Thank you for your answering! I have some question about the code as follows.
for idx_off in range(0, self.num + 1):
ww = idx_off % self.k_f
hh = idx_off // self.k_f
if ww == (self.k_f - 1) / 2 and hh == (self.k_f - 1) / 2:
continue
offset_tmp = offset_each[idx_off].detach()
offset_tmp[:, 0, :, :] = \
offset_tmp[:, 0, :, :] + hh - (self.k_f - 1) / 2
offset_tmp[:, 1, :, :] = \
offset_tmp[:, 1, :, :] + ww - (self.k_f - 1) / 2
conf_tmp = ModulatedDeformConvFunction.apply(
confidence, offset_tmp, modulation_dummy, self.w_conf,
self.b, self.stride, 0, self.dilation, self.groups,
self.deformable_groups, self.im2col_step)

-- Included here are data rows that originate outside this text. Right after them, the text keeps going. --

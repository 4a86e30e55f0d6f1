use serde::{Deserialize, Serialize};

use super::Message;

/// Token accounting from the backend's eval counters
#[derive(Debug, Clone, Copy, Default, PartialEq, Eq, Serialize, Deserialize)]
pub struct Usage {
    pub prompt_tokens: u32,
    pub completion_tokens: u32,
}

impl Usage {
    pub fn new(prompt_tokens: u32, completion_tokens: u32) -> Self {
        Self {
            prompt_tokens,
            completion_tokens,
        }
    }

    pub fn total(&self) -> u32 {
        self.prompt_tokens.saturating_add(self.completion_tokens)
    }
}

/// Answer of a non-streamed chat call
#[derive(Debug, Clone, PartialEq, Serialize, Deserialize)]
pub struct ChatResponse {
    pub model: String,
    pub message: Message,
    #[serde(default, skip_serializing_if = "Option::is_none")]
    pub usage: Option<Usage>,
}

impl ChatResponse {
    pub fn new(model: impl Into<String>, message: Message) -> Self {
        Self {
            model: model.into(),
            message,
            usage: None,
        }
    }

    pub fn with_usage(mut self, usage: Usage) -> Self {
        self.usage = Some(usage);
        self
    }

    pub fn content(&self) -> &str {
        &self.message.content
    }
}

/// Entry of the backend's installed model list
#[derive(Debug, Clone, PartialEq, Serialize, Deserialize)]
pub struct ModelInfo {
    pub name: String,
    #[serde(default)]
    pub size: Option<u64>,
    #[serde(default)]
    pub modified_at: Option<String>,
}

list_conf.append(conf_tmp)`
I wonder why using offset_tmp to compute the conf_tmp. In other words, can we use variable offset to compute conf_tmp like follow code.
def _propagate_once(self, feat, offset, aff): feat = ModulatedDeformConvFunction.apply( feat, offset, aff, self.w, self.b, self.stride, self.padding, self.dilation, self.groups, self.deformable_groups, self.im2col_step ) return feat
.
Thank you!
The current implementation appends each neighbor's confidence to a list and the final confidence volume for neighbors are constructed by concatenating each neighbor's confidence.
If we directly use ModulatedDeformConvFunction, it sums each neighbor's confidence along the channel and it is difficult to get each neighbor's confidence separately.
I think using group or deformable group will enable more efficient implementation, but at the time of development, I adopted 100% correct implementation although it is slightly inefficient.
Hi, Park. I'm confused about the result in Table 3(m), where RMSE is 884.1mm. I think the setting (m) is the total proposed framework. What is the difference between (m) and the release model in validation dataset(771.8)?